Indian weddings, just like other elements of Indian culture, have transformed fascinatingly over the decades. What has affected weddings, even more, is the rich history of India. In fact, the various wedding traditions, a wide range of styles in wedding outfits, as well as the excellent needlework known worldwide are the result of the influence that the different empires had over the subcontinent.
Previously, we wrote an article about clothing colors: Indian Wedding Colors: Why Indian Brides Wear Red and Other Beautiful Colors You Can Try. and another piece about the trendiest modern designers: Today’s Hottest Indian Bridal Designers and Their Signature Styles. Today, we look back at Indian wedding dress history, and what prompted it into the global mainstream. If you are shopping for a bridal lehenga for your own Indian wedding or for a saree for a friend’s wedding, here is all the information you need to start looking for your outfit for your Indian wedding or the next time you are invited to one. Let’s dive in!
The nine-yard wonder we now are so familiar with was originally worn as loincloths during the Indus Valley Civilization, and it was from there that the sari began its voyage. India's epics, which were written later than the Indus Valley period, also depict similar outfits. The literature of the time showed gorgeous women in silks studded with gold and diamonds.
Figure 1. Ancient Saree
The modern saree, a six to nine-yard material draped around the waist, over the torso, and over the shoulder and paired with a blouse and petticoat, took a complete form only after the Mughal era. During the Mughal era, there was a clear contrast between Hindu and Muslim women in terms of how they adorned themselves. Muslim women wore loose pants with long tops (known now as Salwaar Kurta), and a shorter, thinner scarf-like fabric covering the head called the Dupatta, a depiction of the Persian heritage of the Mughals. On the other hand, Hindu ladies preferred pleated sarees.
Figure 2. Saree during the Mughal Era
The Mughals' arrival established the saree as a standard Indian women's garment.
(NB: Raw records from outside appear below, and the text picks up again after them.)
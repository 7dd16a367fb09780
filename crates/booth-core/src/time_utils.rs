/// Returns the current Unix timestamp in milliseconds.
pub fn current_unix_timestamp_ms() -> u64 {
    std::time::SystemTime::now()
        .duration_since(std::time::UNIX_EPOCH)
        .unwrap_or_default()
        .as_millis()
        .try_into()
        .unwrap_or(u64::MAX)
}

/// Returns the current Unix timestamp in seconds.
pub fn current_unix_timestamp() -> u64 {
    std::time::SystemTime::now()
        .duration_since(std::time::UNIX_EPOCH)
        .unwrap_or_default()
        .as_secs()
}
#[cfg(test)]
mod tests {
    use std::sync::{Arc, Mutex};

    use super::*;
    use crate::MultMode;

    /// addi r4, r4, 12; addi r5, r5, 4; add r6, r5, r4
    const SUM: [u32; 3] = [0x2084_000c, 0x20a5_0004, 0x00a4_3020];

    /// Ten iterations of a Fibonacci loop: r1 and r2 hold consecutive terms, r3 counts down.
    const FIB: [u32; 8] = [
        0x2001_0000, // addi r1, r0, 0
        0x2002_0001, // addi r2, r0, 1
        0x2003_000a, // addi r3, r0, 10
        0x0022_2020, // add  r4, r1, r2
        0x0002_0820, // add  r1, r0, r2
        0x0004_1020, // add  r2, r0, r4
        0x2063_ffff, // addi r3, r3, -1
        0x1460_fffb, // bne  r3, r0, -5
    ];

    fn gprs(cpu: &Cpu, indices: &[usize]) -> Vec<i32> {
        indices.iter().map(|it| cpu.gpr(*it).unwrap()).collect()
    }

    fn loaded(words: impl Into<Program>) -> Cpu {
        let mut cpu = Cpu::default();
        cpu.load_program(words);
        cpu
    }

    fn record_kinds(cpu: &mut Cpu) -> Arc<Mutex<Vec<Option<Kind>>>> {
        let kinds = Arc::new(Mutex::new(Vec::new()));
        let sink = Arc::clone(&kinds);
        cpu.set_hook(move |trace| sink.lock().unwrap().push(trace.kind));

        kinds
    }

    #[test]
    fn runs_straight_line_sum() {
        let mut cpu = loaded(SUM);
        assert_eq!(cpu.status(), Status::Loaded);
        assert_eq!(cpu.run_program(), Ok(3));
        assert_eq!(gprs(&cpu, &[4, 5, 6]), vec![12, 4, 16]);
        assert_eq!((cpu.pc(), cpu.npc()), (12, 16));
        assert_eq!(cpu.status(), Status::Halted);
    }

    #[test]
    fn stepping_matches_intermediate_snapshot() {
        let mut cpu = loaded(FIB);
        assert_eq!(cpu.step_program(9), Ok(9));
        assert_eq!(cpu.status(), Status::Running);
        assert_eq!(gprs(&cpu, &[1, 2, 3, 4]), vec![1, 1, 9, 2]);
        assert_eq!((cpu.pc(), cpu.npc()), (16, 20));

        assert_eq!(cpu.run_program(), Ok(44));
        assert_eq!(gprs(&cpu, &[1, 2, 3, 4]), vec![55, 89, 0, 89]);
        assert_eq!((cpu.pc(), cpu.npc()), (32, 36));
        assert_eq!(cpu.steps(), 53);
    }

    #[test]
    fn stepping_then_running_equals_running() {
        let mut stepped = loaded(FIB);
        stepped.step_program(9).unwrap();
        stepped.run_program().unwrap();

        let mut ran = loaded(FIB);
        assert_eq!(ran.run_program(), Ok(53));
        assert_eq!(stepped.reg(), ran.reg());
    }

    #[test]
    fn step_program_stops_at_the_end() {
        let mut cpu = loaded(SUM);
        assert_eq!(cpu.step_program(10), Ok(3));
        assert_eq!(cpu.step_program(1), Ok(0));
        assert_eq!(cpu.run_program(), Ok(0));
        assert_eq!(cpu.status(), Status::Halted);
    }

    #[test]
    fn branch_taken_and_not_taken() {
        let taken = |words: [u32; 5]| {
            let mut cpu = loaded(words);
            let steps = cpu.run_program().unwrap();
            (steps, gprs(&cpu, &[3, 4]))
        };

        let body = |second: u32, branch: u32| {
            [0x2001_0005, second, branch, 0x2003_0001, 0x2004_0001]
        };
        const EQUAL: u32 = 0x2002_0005;
        const UNEQUAL: u32 = 0x2002_0006;
        // beq/bne r1, r2, 1
        const BEQ: u32 = 0x1022_0001;
        const BNE: u32 = 0x1422_0001;

        assert_eq!(taken(body(EQUAL, BEQ)), (4, vec![0, 1]));
        assert_eq!(taken(body(UNEQUAL, BEQ)), (5, vec![1, 1]));
        assert_eq!(taken(body(EQUAL, BNE)), (5, vec![1, 1]));
        assert_eq!(taken(body(UNEQUAL, BNE)), (4, vec![0, 1]));
    }

    #[test]
    fn branch_redirects_pc_pair() {
        let mut cpu = loaded([0x2001_0005, 0x2002_0005, 0x1022_0001, 0x2003_0001, 0x2004_0001]);
        cpu.step_program(3).unwrap();
        assert_eq!((cpu.pc(), cpu.npc()), (12, 20));
        assert_eq!(cpu.fetch_index(), Some(4));
    }

    #[test]
    fn calls_and_returns() {
        let mut cpu = loaded([
            0x2007_0001, // addi r7, r0, 1
            0x0c00_0004, // jal  0x10
            0x2005_0007, // addi r5, r0, 7
            0x0800_0006, // j    0x18
            0x2006_0009, // addi r6, r0, 9
            0x03e0_0008, // jr   r31
        ]);
        let kinds = record_kinds(&mut cpu);

        assert_eq!(cpu.run_program(), Ok(6));
        assert_eq!(gprs(&cpu, &[5, 6, 7, 31]), vec![7, 9, 1, 8]);
        assert_eq!((cpu.pc(), cpu.npc()), (16, 28));
        assert_eq!(
            *kinds.lock().unwrap(),
            [Kind::Addi, Kind::Jal, Kind::Addi, Kind::Jr, Kind::Addi, Kind::J].map(Some),
        );
    }

    #[test]
    fn jr_below_the_first_word_halts() {
        let mut cpu = loaded([0x0020_0008]); // jr r1
        cpu.set_gpr(1, -4).unwrap();
        assert_eq!(cpu.run_program(), Ok(1));
        assert_eq!(cpu.npc(), 0);
        assert_eq!(cpu.fetch_index(), None);
        assert_eq!(cpu.status(), Status::Halted);
    }

    #[test]
    fn unknown_words_are_skipped() {
        let mut cpu = loaded([0xffff_ffff, 0x0000_0000, 0x2001_0001]);
        let kinds = record_kinds(&mut cpu);

        assert_eq!(cpu.run_program(), Ok(3));
        assert_eq!(cpu.gpr(1), Ok(1));
        assert_eq!(*kinds.lock().unwrap(), vec![None, None, Some(Kind::Addi)]);
        assert_eq!((cpu.pc(), cpu.npc()), (12, 16));
    }

    #[test]
    fn addi_touches_only_its_target() {
        for _ in 0..200 {
            let base: i32 = rand::random();
            let imm: i16 = rand::random();
            // addi r2, r1, imm
            let mut cpu = loaded([0x2022_0000 | u32::from(imm as u16)]);
            cpu.set_gpr(1, base).unwrap();
            let mut expected = cpu.reg().clone();

            cpu.step_program(1).unwrap();
            expected.set_gpr(2, base.wrapping_add(i32::from(imm)) as u32);
            expected.advance();
            assert_eq!(cpu.reg(), &expected);
        }
    }

    #[test]
    fn divu_and_mflo_mfhi() {
        let mut cpu = loaded([
            0x0022_001b, // divu r1, r2
            0x0000_1812, // mflo r3
            0x0000_2010, // mfhi r4
        ]);
        cpu.set_gpr(1, 12).unwrap();
        cpu.set_gpr(2, 4).unwrap();
        cpu.run_program().unwrap();
        assert_eq!((cpu.lo(), cpu.hi()), (3, 0));
        assert_eq!(gprs(&cpu, &[3, 4]), vec![3, 0]);
    }

    #[test]
    fn mult_mode_is_configurable() {
        // mult r1, r2
        let program = Program::from([0x0022_0018]);
        let run = |mult| {
            let mut cpu = Cpu::new(Config { mult, ..Config::default() });
            cpu.load_program(program.clone());
            cpu.set_gpr(1, 0x10_0000).unwrap();
            cpu.set_gpr(2, -0x10_0000).unwrap();
            cpu.run_program().unwrap();
            (cpu.hi(), cpu.lo())
        };

        assert_eq!(run(MultMode::Full), (-0x100, 0));
        assert_eq!(run(MultMode::Truncated), (0, 0));
    }

    #[test]
    fn reset_reproduces_a_fresh_run() {
        let mut fresh = loaded(FIB);
        fresh.run_program().unwrap();

        let mut cpu = loaded(FIB);
        cpu.step_program(20).unwrap();
        cpu.set_gpr(9, 99).unwrap();
        cpu.reset();
        assert_eq!(cpu.status(), Status::Loaded);
        assert_eq!(cpu.steps(), 0);
        assert_eq!(cpu.reg(), &reg::File::default());
        cpu.run_program().unwrap();
        assert_eq!(cpu.reg(), fresh.reg());

        // Again, from the halted state.
        cpu.reset();
        cpu.run_program().unwrap();
        assert_eq!(cpu.reg(), fresh.reg());
    }

    #[test]
    fn loading_after_a_halt_starts_over() {
        let mut cpu = loaded(SUM);
        cpu.run_program().unwrap();
        assert_eq!(cpu.status(), Status::Halted);

        // addi rN, r0, N for N in 1..=5
        cpu.load_program([0x2001_0001, 0x2002_0002, 0x2003_0003, 0x2004_0004, 0x2005_0005]);
        assert_eq!(cpu.status(), Status::Loaded);
        assert_eq!((cpu.pc(), cpu.npc()), (4, 4));
        assert_eq!(cpu.fetch_index(), Some(0));
        assert_eq!(cpu.steps(), 0);
        assert_eq!(gprs(&cpu, &[4, 5, 6]), vec![0, 0, 0]);

        assert_eq!(cpu.run_program(), Ok(5));
        assert_eq!(gprs(&cpu, &[1, 2, 3, 4, 5, 6]), vec![1, 2, 3, 4, 5, 0]);
        assert_eq!((cpu.pc(), cpu.npc()), (20, 24));
        assert_eq!(cpu.status(), Status::Halted);
    }

    #[test]
    fn loading_midway_discards_register_state() {
        let mut cpu = loaded(FIB);
        cpu.step_program(9).unwrap();
        assert_eq!(cpu.status(), Status::Running);

        cpu.load_program(FIB);
        assert_eq!(cpu.status(), Status::Loaded);
        assert_eq!(cpu.reg(), &reg::File::default());
        assert_eq!(cpu.run_program(), Ok(53));
        assert_eq!(gprs(&cpu, &[1, 2]), vec![55, 89]);
    }

    #[test]
    fn loading_keeps_the_r0_policy() {
        let mut cpu = Cpu::new(Config { hardwire_zero: true, ..Config::default() });
        cpu.load_program(SUM);
        assert!(cpu.reg().hardwires_zero());
        // addi r0, r0, 5
        cpu.load_program([0x2000_0005]);
        assert!(cpu.reg().hardwires_zero());
        cpu.run_program().unwrap();
        assert_eq!(cpu.gpr(0), Ok(0));
    }

    #[test]
    fn engines_sharing_a_program_agree() {
        let program = Program::from(FIB);
        let mut a = Cpu::default();
        let mut b = Cpu::default();
        a.load_program(program.clone());
        b.load_program(program.clone());

        b.step_program(7).unwrap();
        a.run_program().unwrap();
        b.run_program().unwrap();
        assert_eq!(a.reg(), b.reg());
        assert_eq!(program, Program::from(FIB));
    }

    #[test]
    fn register_indices_are_checked() {
        let mut cpu = Cpu::default();
        assert_eq!(cpu.gpr(31), Ok(0));
        assert_eq!(cpu.gpr(32), Err(Error::RegisterOutOfRange { index: 32 }));
        assert_eq!(cpu.set_gpr(usize::MAX, 1), Err(Error::RegisterOutOfRange { index: usize::MAX }));
        assert_eq!(cpu.set_gpr(31, -1), Ok(()));
        assert_eq!(cpu.gpr(31), Ok(-1));
        assert_eq!(cpu.reg().gprs()[31], u32::MAX);
    }

    #[test]
    fn r0_policy_follows_config() {
        // addi r0, r0, 5
        let program = Program::from([0x2000_0005]);

        let mut cpu = loaded(program.clone());
        cpu.run_program().unwrap();
        assert_eq!(cpu.gpr(0), Ok(5));

        let mut cpu = Cpu::new(Config { hardwire_zero: true, ..Config::default() });
        cpu.load_program(program);
        cpu.run_program().unwrap();
        assert_eq!(cpu.gpr(0), Ok(0));
    }

    #[test]
    fn lifecycle() {
        let mut cpu = Cpu::default();
        assert_eq!(cpu.status(), Status::Idle);
        assert_eq!(cpu.run_program(), Err(Error::NoProgram));
        assert_eq!(cpu.step_program(1), Err(Error::NoProgram));
        cpu.reset();
        assert_eq!(cpu.status(), Status::Idle);

        cpu.load_program(Vec::<i32>::new());
        assert_eq!(cpu.status(), Status::Halted);
        assert_eq!(cpu.run_program(), Ok(0));

        cpu.load_program(SUM);
        assert_eq!(cpu.status(), Status::Loaded);
        assert_eq!(cpu.step_program(0), Ok(0));
        assert_eq!(cpu.status(), Status::Loaded);
        cpu.step_program(1).unwrap();
        assert_eq!(cpu.status(), Status::Running);
        cpu.run_program().unwrap();
        assert_eq!(cpu.status(), Status::Halted);
        cpu.reset();
        assert_eq!(cpu.status(), Status::Loaded);
    }

    #[test]
    fn traces_render_as_assembly() {
        let trace = Trace {
            index: 2,
            word: Word::from(0x00a4_3020_u32),
            key: 0x200,
            kind: Some(Kind::Add),
            pc: 12,
            npc: 16,
        };
        assert_eq!(trace.to_string(), "0002  00a43020   add r6, r5, r4");

        let trace = Trace { kind: None, key: 0x3f, ..trace };
        assert!(trace.to_string().ends_with("(unknown key 0x3f)"));
    }
}
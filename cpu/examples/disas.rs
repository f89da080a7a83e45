// SPDX-License-Identifier: MPL-2.0

//! Disassembles a flat little-endian dump of instruction words.

use mipsi_cpu::Instr;

fn main() {
    let rom_filepath = std::env::args()
        .nth(1)
        .expect("expected ROM filepath");
    let rom = std::fs::read(rom_filepath).expect("failed to read ROM");

    let mut stdout = std::io::stdout();
    rom.chunks_exact(4)
        .enumerate()
        .for_each(|(i, bytes)| {
            let bytes = [bytes[0], bytes[1], bytes[2], bytes[3]];
            let code = u32::from_le_bytes(bytes);
            mipsi_util::dump_hex(&mut stdout, (i * 4) as u32, code.to_be_bytes())
                .expect("failed to write to stdout");
            if let Some(instr) = Instr::decode(code) {
                println!("   {}", instr);
            } else {
                println!();
            }
        });
}
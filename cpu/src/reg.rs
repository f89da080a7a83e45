// SPDX-License-Identifier: MPL-2.0

//! The register file.

use std::fmt;

use serde::{Deserialize, Serialize};

/// The number of general-purpose registers.
pub const GPR_COUNT: usize = 32;
/// The number of floating-point registers.
pub const FPR_COUNT: usize = 32;
/// The number of floating-point control registers.
pub const FCR_COUNT: usize = 32;

/// The value of both *PC* and *nPC* after a reset.
///
/// Fetches read word index `nPC / 4 - 1`, so this makes the first fetch read word 0.
pub const INITIAL_PC: u32 = 4;

/// Machine state: general-purpose registers, *HI*/*LO*, and the *PC*/*nPC* pair.
///
/// All registers hold raw bit patterns; signedness is a matter of interpretation by each operation.
#[derive(Clone, Debug, Deserialize, Eq, PartialEq, Serialize)]
pub struct File {
    /// The address of the instruction just executed.
    pc: u32,
    /// The address of the instruction about to execute.
    npc: u32,
    hi: u32,
    lo: u32,
    /// General-purpose registers. Zero-indexed.
    gprs: [u32; GPR_COUNT],
    fprs: [u32; FPR_COUNT],
    fcrs: [u32; FCR_COUNT],
    fcsr: u32,
    /// Whether `r0` reads as 0 and ignores writes.
    hardwire_zero: bool,
}

impl Default for File {
    fn default() -> Self {
        Self::new(false)
    }
}

impl fmt::Display for File {
    fn fmt(&self, f: &mut fmt::Formatter<'_>) -> fmt::Result {
        writeln!(f, "pc: {:08x} npc:{:08x}", self.pc, self.npc)?;
        for i in 0..(GPR_COUNT / 2) {
            let lhs = format!("r{}:", i);
            let rhs = format!("r{}:", i + GPR_COUNT / 2);
            writeln!(
                f,
                "{:<4}{:08x} {:<4}{:08x}",
                lhs,
                self.gpr(i as u8),
                rhs,
                self.gpr((i + GPR_COUNT / 2) as u8),
            )?;
        }
        writeln!(f, "hi: {:08x} lo: {:08x}", self.hi, self.lo)?;

        Ok(())
    }
}

impl File {
    /// Creates a register file in the reset state.
    pub fn new(hardwire_zero: bool) -> Self {
        Self {
            pc: INITIAL_PC,
            npc: INITIAL_PC,
            hi: 0,
            lo: 0,
            gprs: [0; GPR_COUNT],
            fprs: [0; FPR_COUNT],
            fcrs: [0; FCR_COUNT],
            fcsr: 0,
            hardwire_zero,
        }
    }

    /// Restores the reset state, keeping the `r0` policy.
    pub fn reset(&mut self) {
        *self = Self::new(self.hardwire_zero);
    }

    pub fn hardwires_zero(&self) -> bool {
        self.hardwire_zero
    }

    pub fn pc(&self) -> u32 {
        self.pc
    }

    pub fn pc_mut(&mut self) -> &mut u32 {
        &mut self.pc
    }

    pub fn npc(&self) -> u32 {
        self.npc
    }

    pub fn npc_mut(&mut self) -> &mut u32 {
        &mut self.npc
    }

    /// Moves *nPC* into *PC* and installs `target` as the new *nPC*.
    pub fn jump(&mut self, target: u32) {
        self.pc = self.npc;
        self.npc = target;
    }

    /// Moves *nPC* into *PC* and points *nPC* at the following word.
    pub fn advance(&mut self) {
        self.jump(self.npc.wrapping_add(4));
    }

    pub fn hi(&self) -> u32 {
        self.hi
    }

    pub fn hi_mut(&mut self) -> &mut u32 {
        &mut self.hi
    }

    pub fn lo(&self) -> u32 {
        self.lo
    }

    pub fn lo_mut(&mut self) -> &mut u32 {
        &mut self.lo
    }

    /// Callers pass decoded 5-bit fields or indices already checked against [`GPR_COUNT`].
    pub(crate) fn gpr(&self, index: u8) -> u32 {
        if index == 0 && self.hardwire_zero {
            0
        } else {
            self.gprs[usize::from(index)]
        }
    }

    pub(crate) fn set_gpr(&mut self, index: u8, value: u32) {
        if index == 0 && self.hardwire_zero {
            tracing::trace!("Discarding write of {:#010x} to r0", value);
        } else {
            self.gprs[usize::from(index)] = value;
        }
    }

    pub fn gprs(&self) -> &[u32; GPR_COUNT] {
        &self.gprs
    }

    /// A floating-point register. No implemented operation writes these.
    pub fn fpr(&self, index: usize) -> Option<u32> {
        self.fprs.get(index).copied()
    }

    /// A floating-point control register. No implemented operation writes these.
    pub fn fcr(&self, index: usize) -> Option<u32> {
        self.fcrs.get(index).copied()
    }

    pub fn fcsr(&self) -> u32 {
        self.fcsr
    }
}
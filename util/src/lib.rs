// SPDX-License-Identifier: MPL-2.0

use std::io;

/// Writes `bytes` as hexadecimal and printable ASCII, prefixed with `addr`.
///
/// No newline is written, so callers may append a disassembly.
pub fn dump_hex(w: &mut impl io::Write, addr: u32, bytes: [u8; 4]) -> io::Result<()> {
    write!(
        w,
        "{:08x}   {}   {}",
        addr,
        bytes
            .iter()
            .map(|byte| format!("{:02x}", byte))
            .collect::<Vec<String>>()
            .join(" "),
        bytes
            .iter()
            .map(|byte| {
                if byte.is_ascii_graphic() {
                    char::from(*byte)
                } else {
                    '.'
                }
            })
            .collect::<String>(),
    )
}
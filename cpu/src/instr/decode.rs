// SPDX-License-Identifier: MPL-2.0

//! Bitfield extraction over raw instruction words.
//!
//! Every 32-bit pattern decodes to *some* value in every field; deciding whether those values
//! mean anything is left to the [`OpTable`](super::OpTable).

use super::{i, j, r};

bitfield::bitfield! {
    /// A raw, undecoded instruction word.
    ///
    /// The field getters follow the canonical MIPS layout:
    ///
    /// ```text
    /// R: op(31..26) rs(25..21) rt(20..16) rd(15..11) shamt(10..6) funct(5..0)
    /// I: op(31..26) rs(25..21) rt(20..16) imm(15..0)
    /// J: op(31..26) target(25..0)
    /// ```
    #[derive(Clone, Copy, Default, Eq, Hash, PartialEq)]
    pub struct Word(u32);
    impl Debug;
    pub u8, op, _: 31, 26;
    pub u8, rs, _: 25, 21;
    pub u8, rt, _: 20, 16;
    pub u8, rd, _: 15, 11;
    pub u8, shamt, _: 10, 6;
    pub u8, funct, _: 5, 0;
    pub u16, imm, _: 15, 0;
    pub u32, target, _: 25, 0;
}

impl From<u32> for Word {
    fn from(code: u32) -> Self {
        Self(code)
    }
}

impl From<i32> for Word {
    fn from(code: i32) -> Self {
        // Reinterprets the bit pattern.
        Self(code as u32)
    }
}

impl From<Word> for u32 {
    fn from(word: Word) -> Self {
        word.0
    }
}

/// The primary opcode shared by every funct-selected operation.
pub const OP_SPECIAL: u8 = 0;

/// The dispatch key of a funct-selected operation.
///
/// Shifting by 4 keeps these keys clear of the primary opcodes 1 to 63.
#[inline(always)]
pub const fn special(funct: u8) -> u16 {
    (funct as u16) << 4
}

/// The dispatch key of an operation selected by its primary opcode alone.
#[inline(always)]
pub const fn normal(op: u8) -> u16 {
    op as u16
}

impl Word {
    /// The raw bit pattern.
    pub fn code(self) -> u32 {
        self.0
    }

    /// Derives the dispatch key (the "internal opcode") of this word.
    pub fn key(self) -> u16 {
        let op = self.op();

        if op == OP_SPECIAL {
            special(self.funct())
        } else {
            normal(op)
        }
    }
}

/// Sign-extends the low 16 bits of an immediate to 32 bits.
#[inline(always)]
pub fn sign_extend_16(value: u16) -> u32 {
    ((value as i16) as i32) as u32
}

impl i::Instr {
    pub fn decode(word: Word) -> Self {
        Self {
            rs: word.rs(),
            rt: word.rt(),
            imm: word.imm(),
        }
    }
}

impl j::Instr {
    pub fn decode(word: Word) -> Self {
        Self {
            target: word.target(),
        }
    }
}

impl r::Instr {
    pub fn decode(word: Word) -> Self {
        Self {
            rs: word.rs(),
            rt: word.rt(),
            rd: word.rd(),
            shamt: word.shamt(),
            funct: word.funct(),
        }
    }
}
India's talented saree weavers, inspired by the richness of Mughal fabrics, chose to blend classic Mughal aesthetics with the typical saree drape to create some absolutely remarkable variants and adopted many traditional embroidery methods, embellishments, and designs.
The saree is one of the world’s oldest and maybe the only unstitched garments still in use today. It has evolved into not only a sensual, elegant all-time-wear for women, but also a ‘canvas' for weavers and printers to create artistic weaves, designs, and jeweled or gold-silver decorations over the millennia!
The traditional saree has a major symbolic value. The motifs and patterns on the sarees represent individuals from various parts of India's beliefs, norms, and customs. Motifs such as paisley and fish which are the symbols of fertility, wealth of food, and offspring were typically imprinted on sarees worn by individuals who lived along the coast. Elephant designs were used to represent water, fertility, riches, and good fortune. They also represent Lord Ganesha, who is believed to remove hurdles. The peacock on the fabric symbolized a person's physical and emotional strength.
Figure 3. Paisley Motifs
At significant events like weddings, parties, and other memorable moments, we often see red-colored sarees. Historically, red symbolizes power and passion. In modern times, we’ve seen women diversify from just red to other colors, like blue, green, black, and more colors! Historically, each of these colors has its own symbolic meaning. Blue sarees represented peace, calm, and tranquility, while orange sarees represented freshness and brightness. Green sarees stood for prosperity, while yellow sarees stood for optimism, brightness, and love. Finally, the colors black and pink were connected with elegance and femininity, respectively, while white was associated with calm, purity, tranquility, and spirituality.
The saree is a representation of India's customs and traditions. It has been carved into the country’s history since time immemorial. A saree's elegance is unrivaled, which is why it is a popular choice among Indian brides. Let's look at the different sarees that will have you style-packed ready as you display your new understanding of ethnic apparel.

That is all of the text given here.